What a beautiful line. The smallest paragraph, and Sayers has successfully transformed the prince of non-sequiturs into a stern and Gothic ghost in the machine. Unnatural Death revolves around the untimely but unremarkable death of Agatha Dawson. The novel, however, is not about Agatha Dawson, but about death without conscience, crime without justice. The novel is about the successful crime, the murder which never made the papers, the theft which nobody missed. Lord Peter Wimsey does not know what he does not know, but he fears it. And he finds blissful ignorance out, and he drags it to the light of the law, and the guilty are punished for the death of the innocent. The last image in this novel is of Wimsey and a policeman making their way through an unnaturally dark June day, cold and raining. "What is wrong with the day?" Lord Peter asks, "Is the world coming to an end?". The policeman replies, "No. It's the eclipse". The world does not neccessarily becomes a better place merely because the wrong-doer is caught and punished.

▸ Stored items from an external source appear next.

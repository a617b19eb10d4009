//! Service generation for PD clusters.
//!
//! Creates two services:
//! - **Client Service** (`<cluster>-pd`): PD API access for clients
//! - **Peer Service** (`<cluster>-pd-peer`): headless, stable DNS per member

use k8s_openapi::api::core::v1::{Service, ServicePort, ServiceSpec};
use k8s_openapi::apimachinery::pkg::util::intstr::IntOrString;
use kube::ResourceExt;

use crate::crd::{DEFAULT_CLIENT_PORT, DEFAULT_PEER_PORT, PdCluster};
use crate::resources::common::{
    USED_BY_LABEL, member_name, object_meta, peer_member_name, selector_labels,
};

/// Generate the client-facing Service.
///
/// Fields from `spec.service` override the generated defaults.
pub fn generate_client_service(cluster: &PdCluster) -> Service {
    let name = member_name(&cluster.name_any());
    let mut labels = selector_labels(cluster);
    labels.insert(USED_BY_LABEL.to_string(), "end-user".to_string());

    let mut svc = Service {
        metadata: object_meta(cluster, name, labels),
        spec: Some(ServiceSpec {
            type_: Some("ClusterIP".to_string()),
            selector: Some(selector_labels(cluster)),
            ports: Some(vec![ServicePort {
                name: Some("client".to_string()),
                port: DEFAULT_CLIENT_PORT,
                target_port: Some(IntOrString::Int(DEFAULT_CLIENT_PORT)),
                protocol: Some("TCP".to_string()),
                ..Default::default()
            }]),
            ..Default::default()
        }),
        ..Default::default()
    };

    if let Some(overrides) = &cluster.spec.service {
        if !overrides.annotations.is_empty() {
            svc.metadata.annotations = Some(overrides.annotations.clone());
        }
        if let Some(labels) = svc.metadata.labels.as_mut() {
            labels.extend(overrides.labels.clone());
        }
        if let Some(spec) = svc.spec.as_mut() {
            if let Some(type_) = overrides.type_.as_ref().filter(|t| !t.is_empty()) {
                spec.type_ = Some(type_.clone());
            }
            if let Some(ip) = &overrides.load_balancer_ip {
                spec.load_balancer_ip = Some(ip.clone());
            }
            if let Some(ip) = &overrides.cluster_ip {
                spec.cluster_ip = Some(ip.clone());
            }
            if let Some(port_name) = &overrides.port_name
                && let Some(port) = spec.ports.as_mut().and_then(|p| p.first_mut())
            {
                port.name = Some(port_name.clone());
            }
        }
    }

    svc
}

/// Generate the headless peer Service.
///
/// `publishNotReadyAddresses` lets members resolve each other before they
/// report ready, which PD needs to bootstrap.
pub fn generate_peer_service(cluster: &PdCluster) -> Service {
    let name = peer_member_name(&cluster.name_any());
    let mut labels = selector_labels(cluster);
    labels.insert(USED_BY_LABEL.to_string(), "peer".to_string());

    Service {
        metadata: object_meta(cluster, name, labels),
        spec: Some(ServiceSpec {
            cluster_ip: Some("None".to_string()),
            publish_not_ready_addresses: Some(true),
            selector: Some(selector_labels(cluster)),
            ports: Some(vec![
                ServicePort {
                    name: Some(format!("tcp-peer-{DEFAULT_PEER_PORT}")),
                    port: DEFAULT_PEER_PORT,
                    target_port: Some(IntOrString::Int(DEFAULT_PEER_PORT)),
                    protocol: Some("TCP".to_string()),
                    ..Default::default()
                },
                ServicePort {
                    name: Some(format!("tcp-peer-{DEFAULT_CLIENT_PORT}")),
                    port: DEFAULT_CLIENT_PORT,
                    target_port: Some(IntOrString::Int(DEFAULT_CLIENT_PORT)),
                    protocol: Some("TCP".to_string()),
                    ..Default::default()
                },
            ]),
            ..Default::default()
        }),
        ..Default::default()
    }
}

#[cfg(test)]
#[allow(
    clippy::unwrap_used,
    clippy::expect_used,
    clippy::indexing_slicing,
    clippy::get_unwrap
)]
mod tests {
    use super::*;
    use crate::crd::{PdClusterSpec, ServiceSpecOverride};
    use k8s_openapi::apimachinery::pkg::apis::meta::v1::ObjectMeta;

    fn test_resource(name: &str) -> PdCluster {
        PdCluster {
            metadata: ObjectMeta {
                name: Some(name.to_string()),
                namespace: Some("default".to_string()),
                uid: Some("test-uid".to_string()),
                ..Default::default()
            },
            spec: PdClusterSpec::default(),
            status: None,
        }
    }

    #[test]
    fn test_generate_peer_service() {
        let resource = test_resource("basic");
        let svc = generate_peer_service(&resource);

        assert_eq!(svc.metadata.name, Some("basic-pd-peer".to_string()));
        assert_eq!(svc.metadata.namespace, Some("default".to_string()));

        let spec = svc.spec.unwrap();
        assert_eq!(spec.cluster_ip, Some("None".to_string()));
        assert_eq!(spec.publish_not_ready_addresses, Some(true));

        let ports = spec.ports.unwrap();
        assert_eq!(ports.len(), 2);
        assert!(ports.iter().any(|p| p.port == DEFAULT_PEER_PORT));
        assert!(ports.iter().any(|p| p.port == DEFAULT_CLIENT_PORT));
    }

    #[test]
    fn test_generate_client_service() {
        let resource = test_resource("basic");
        let svc = generate_client_service(&resource);

        assert_eq!(svc.metadata.name, Some("basic-pd".to_string()));

        let spec = svc.spec.unwrap();
        assert_eq!(spec.type_, Some("ClusterIP".to_string()));

        let ports = spec.ports.unwrap();
        assert_eq!(ports.len(), 1);
        assert_eq!(ports.first().unwrap().name, Some("client".to_string()));
        assert_eq!(ports.first().unwrap().port, DEFAULT_CLIENT_PORT);
    }

    #[test]
    fn test_client_service_overrides() {
        let mut resource = test_resource("basic");
        resource.spec.service = Some(ServiceSpecOverride {
            type_: Some("NodePort".to_string()),
            port_name: Some("pd-client".to_string()),
            cluster_ip: Some("10.0.0.10".to_string()),
            labels: [("tier".to_string(), "meta".to_string())].into(),
            ..Default::default()
        });
        let svc = generate_client_service(&resource);

        let labels = svc.metadata.labels.unwrap();
        assert_eq!(labels.get("tier"), Some(&"meta".to_string()));
        assert_eq!(labels.get(USED_BY_LABEL), Some(&"end-user".to_string()));

        let spec = svc.spec.unwrap();
        assert_eq!(spec.type_, Some("NodePort".to_string()));
        assert_eq!(spec.cluster_ip, Some("10.0.0.10".to_string()));
        assert_eq!(
            spec.ports.unwrap()[0].name,
            Some("pd-client".to_string())
        );
    }

    #[test]
    fn test_service_labels() {
        let resource = test_resource("basic");
        let svc = generate_peer_service(&resource);

        let labels = svc.metadata.labels.unwrap();
        assert_eq!(labels.get(USED_BY_LABEL), Some(&"peer".to_string()));
    }
}
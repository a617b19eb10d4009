//! Types returned by the PD HTTP API.
//!
//! Field names follow the JSON bodies of `/pd/api/v1/health`,
//! `/pd/api/v1/cluster` and `/pd/api/v1/leader`.

use serde::{Deserialize, Serialize};
use thiserror::Error;

/// Errors that can occur when querying PD.
#[derive(Error, Debug)]
pub enum PdClientError {
    #[error("request to {endpoint} failed: {message}")]
    Request { endpoint: String, message: String },

    #[error("{endpoint} returned HTTP {status}")]
    Status { endpoint: String, status: u16 },

    #[error("invalid {endpoint} response: {message}")]
    Decode { endpoint: String, message: String },
}

/// Health of one PD member.
#[derive(Clone, Debug, Default, PartialEq, Eq, Deserialize, Serialize)]
pub struct MemberHealth {
    #[serde(default)]
    pub name: String,
    #[serde(default)]
    pub member_id: u64,
    #[serde(default)]
    pub client_urls: Vec<String>,
    #[serde(default)]
    pub health: bool,
}

impl MemberHealth {
    /// First advertised client URL, empty when none.
    pub fn client_url(&self) -> &str {
        self.client_urls.first().map(String::as_str).unwrap_or("")
    }
}

/// Health of every PD member.
#[derive(Clone, Debug, Default, PartialEq, Eq, Deserialize, Serialize)]
#[serde(transparent)]
pub struct HealthInfo {
    pub healths: Vec<MemberHealth>,
}

/// Cluster identity.
#[derive(Clone, Debug, Default, PartialEq, Eq, Deserialize, Serialize)]
pub struct ClusterInfo {
    pub id: u64,
    #[serde(default)]
    pub max_peer_count: u32,
}

/// Current PD leader.
#[derive(Clone, Debug, Default, PartialEq, Eq, Deserialize, Serialize)]
pub struct PdLeader {
    #[serde(default)]
    pub name: String,
    #[serde(default)]
    pub member_id: u64,
    #[serde(default)]
    pub client_urls: Vec<String>,
}
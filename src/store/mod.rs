//! Object stores.
//!
//! Read and write access to the Kubernetes objects a PdCluster owns, split by
//! object kind so each step only depends on what it touches. `KubeStore`
//! implements all of them over `kube::Api`; tests substitute in-memory fakes.
//!
//! Not-found reads return `Ok(None)`.

mod kube_store;
mod sync;

use std::collections::BTreeMap;

use async_trait::async_trait;
use k8s_openapi::api::apps::v1::StatefulSet;
use k8s_openapi::api::core::v1::{ConfigMap, Endpoints, PersistentVolumeClaim, Pod, Service};

use crate::controller::error::Result;

pub use kube_store::KubeStore;
pub use sync::{
    resolve_pvcs_from_pod, statefulset_equal, sync_configmap, sync_service,
    update_statefulset_with_precheck,
};

/// Workload (StatefulSet) access.
#[async_trait]
pub trait WorkloadStore: Send + Sync {
    async fn get_statefulset(&self, namespace: &str, name: &str) -> Result<Option<StatefulSet>>;
    async fn create_statefulset(&self, namespace: &str, set: &StatefulSet) -> Result<()>;
    /// Replace the StatefulSet. The object's resourceVersion is the precheck;
    /// a stale version fails with `Error::Conflict`.
    async fn update_statefulset(&self, namespace: &str, set: &StatefulSet) -> Result<StatefulSet>;
}

/// Service access.
#[async_trait]
pub trait ServiceStore: Send + Sync {
    async fn get_service(&self, namespace: &str, name: &str) -> Result<Option<Service>>;
    async fn create_service(&self, namespace: &str, svc: &Service) -> Result<()>;
    async fn update_service(&self, namespace: &str, svc: &Service) -> Result<Service>;
}

/// ConfigMap access.
#[async_trait]
pub trait ConfigMapStore: Send + Sync {
    async fn get_configmap(&self, namespace: &str, name: &str) -> Result<Option<ConfigMap>>;
    async fn create_configmap(&self, namespace: &str, cm: &ConfigMap) -> Result<()>;
    async fn update_configmap(&self, namespace: &str, cm: &ConfigMap) -> Result<ConfigMap>;
}

/// Read-only pod access.
#[async_trait]
pub trait PodLister: Send + Sync {
    async fn list_pods(
        &self,
        namespace: &str,
        selector: &BTreeMap<String, String>,
    ) -> Result<Vec<Pod>>;
    async fn get_pod(&self, namespace: &str, name: &str) -> Result<Option<Pod>>;
}

/// Read-only endpoints access.
#[async_trait]
pub trait EndpointLister: Send + Sync {
    async fn get_endpoints(&self, namespace: &str, name: &str) -> Result<Option<Endpoints>>;
}

/// Read-only volume claim access.
#[async_trait]
pub trait PvcLister: Send + Sync {
    async fn get_pvc(&self, namespace: &str, name: &str) -> Result<Option<PersistentVolumeClaim>>;
    async fn list_pvcs(
        &self,
        namespace: &str,
        selector: &BTreeMap<String, String>,
    ) -> Result<Vec<PersistentVolumeClaim>>;
}

/// Every store the member manager uses.
pub trait ObjectStore:
    WorkloadStore + ServiceStore + ConfigMapStore + PodLister + EndpointLister + PvcLister
{
}

impl<T> ObjectStore for T where
    T: WorkloadStore + ServiceStore + ConfigMapStore + PodLister + EndpointLister + PvcLister
{
}
//! Membership tracking.
//!
//! Decides which live PD members belong to a cluster, by matching their
//! client URL against a per-cluster pattern, and which pods have not joined
//! PD at all.

use std::collections::{BTreeMap, BTreeSet, HashMap};
use std::sync::{Arc, RwLock};

use k8s_openapi::api::core::v1::Pod;
use kube::ResourceExt;
use regex::Regex;

use crate::controller::error::{Error, Result};
use crate::crd::{PdCluster, PdMember, UnjoinedMember};
use crate::resources::common::{ordinal_from_pod_name, pd_member_name};
use crate::store::{PvcLister, resolve_pvcs_from_pod};

/// Client URL pattern of the members of one cluster.
///
/// Matches `<cluster>-pd-<n>.<cluster>-pd-peer.<ns>.svc[.<domain>]:<port>`
/// anywhere in the URL.
pub fn member_pattern(name: &str, namespace: &str, cluster_domain: &str) -> Result<Regex> {
    let name = regex::escape(name);
    let namespace = regex::escape(namespace);
    let domain = if cluster_domain.is_empty() {
        String::new()
    } else {
        format!(r"\.{}", regex::escape(cluster_domain))
    };
    Ok(Regex::new(&format!(
        r"{name}-pd-\d+\.{name}-pd-peer\.{namespace}\.svc{domain}:\d+"
    ))?)
}

type PatternKey = (String, String);

/// Compiled member patterns keyed by cluster identity.
///
/// An entry is rebuilt when the cluster domain of its cluster changes.
#[derive(Default)]
pub struct MemberPatternCache {
    patterns: RwLock<HashMap<PatternKey, (String, Arc<Regex>)>>,
}

impl MemberPatternCache {
    pub fn new() -> Self {
        Self::default()
    }

    /// The pattern for `cluster`, compiling it on first use.
    pub fn pattern_for(&self, cluster: &PdCluster) -> Result<Arc<Regex>> {
        let key = (cluster.namespace().unwrap_or_default(), cluster.name_any());
        let domain = &cluster.spec.cluster_domain;

        {
            let patterns = self.patterns.read().unwrap_or_else(|e| e.into_inner());
            if let Some((cached_domain, re)) = patterns.get(&key)
                && cached_domain == domain
            {
                return Ok(Arc::clone(re));
            }
        }

        let re = Arc::new(member_pattern(&key.1, &key.0, domain)?);
        self.patterns
            .write()
            .unwrap_or_else(|e| e.into_inner())
            .insert(key, (domain.clone(), Arc::clone(&re)));
        Ok(re)
    }

    /// Drop the pattern of a deleted cluster.
    pub fn forget(&self, namespace: &str, name: &str) {
        self.patterns
            .write()
            .unwrap_or_else(|e| e.into_inner())
            .remove(&(namespace.to_string(), name.to_string()));
    }

    pub fn len(&self) -> usize {
        self.patterns.read().unwrap_or_else(|e| e.into_inner()).len()
    }

    pub fn is_empty(&self) -> bool {
        self.len() == 0
    }
}

/// Name the pod with this name registers under in PD.
pub fn canonical_member_name(cluster: &PdCluster, pod_name: &str) -> Result<String> {
    let ordinal = ordinal_from_pod_name(pod_name)
        .ok_or_else(|| Error::Validation(format!("unexpected pod name {pod_name:?}")))?;
    Ok(pd_member_name(
        &cluster.name_any(),
        ordinal,
        &cluster.namespace().unwrap_or_default(),
        &cluster.spec.cluster_domain,
        cluster.spec.across_k8s,
    ))
}

/// Pods whose canonical member name is not a key of `members`, compared
/// case-insensitively.
pub fn unjoined_pods<'a>(
    cluster: &PdCluster,
    pods: &'a [Pod],
    members: &BTreeMap<String, PdMember>,
) -> Result<Vec<&'a Pod>> {
    let mut unjoined = Vec::new();
    for pod in pods {
        let canonical = canonical_member_name(cluster, &pod.name_any())?;
        let joined = members.keys().any(|name| name.eq_ignore_ascii_case(&canonical));
        if !joined {
            unjoined.push(pod);
        }
    }
    Ok(unjoined)
}

/// Build the unjoined member map for `pods`, stamping `now` as first seen.
///
/// The result replaces the previous map as a whole.
pub async fn collect_unjoined(
    cluster: &PdCluster,
    pods: &[Pod],
    members: &BTreeMap<String, PdMember>,
    pvcs: &dyn PvcLister,
    now: &str,
) -> Result<BTreeMap<String, UnjoinedMember>> {
    let mut unjoined = BTreeMap::new();
    for pod in unjoined_pods(cluster, pods, members)? {
        let pvc_uid_set: BTreeSet<String> = resolve_pvcs_from_pod(pvcs, pod)
            .await?
            .into_iter()
            .filter_map(|pvc| pvc.metadata.uid)
            .collect();
        let pod_name = pod.name_any();
        unjoined.insert(
            pod_name.clone(),
            UnjoinedMember {
                pod_name,
                pvc_uid_set,
                created_at: now.to_string(),
            },
        );
    }
    Ok(unjoined)
}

But with the wreckage cleared away like so many briars and thorns, the world now has a chance to become its ideal, to realize the personal code of honour and integrity which every individual owes society and which society, most of all, owes its citizens. The sun will come out again. Unnatural Death is an unnaturally good novel. It also happens to contain a mystery. Unnatural Death + Dorothy L. Sayers
Listening: "And the bears and bees and banana trees / Will play kazoos and tambourines / And Jesus will dance as we drink his wine / With soldiers and thieves and a sword in his side." I can't do better than to quote Sean's words on STG about the easy inevitable nature of the lyrics in this Page France song, especially as I never would have heard this song without his excellent website.
Okay, imagine you have a twig, a good brown twig the breadth of your thumb. And you snap it in half. And you throw the two pieces of twig to either side of a forest. And then a lonely person comes along and picks up one of the pieces of twig. He thinks life's meaningless and lame. He wanders. At the other side of the wood he idly picks up the other piece of twig. And look! Lo! They fit together! Just. Like. That. And for a long moment he's in awe of the way the world can just make things come together in the rightest way
Like everybody else, I first ran into Page France on Fluxblog, and I've been listening to "Chariot" ever since, but this song is better. Why don't you decide for yourself, though? Listen to "Chariot" and then listen to "Jesus" + Page France
Friday, September 23, 2005
Walking along the small yellow-leaved streets between University and Whyte Ave, cold air, blue sky, paper cup of instant apple-cider in my hand and the tall trees by that hotel like red lights against light-red brick, I think, I wish to live forever, and foolishly wish a moment to last eternally. Which is a fool's desire, of course. One thing, I love this season. One thing, this season and bright air quickly fade. One thing, things fall apart, and that's what makes them lasting in the always-vanishing heart. Did I rhyme? Let it go. Today, everything is well-shaped and fitting.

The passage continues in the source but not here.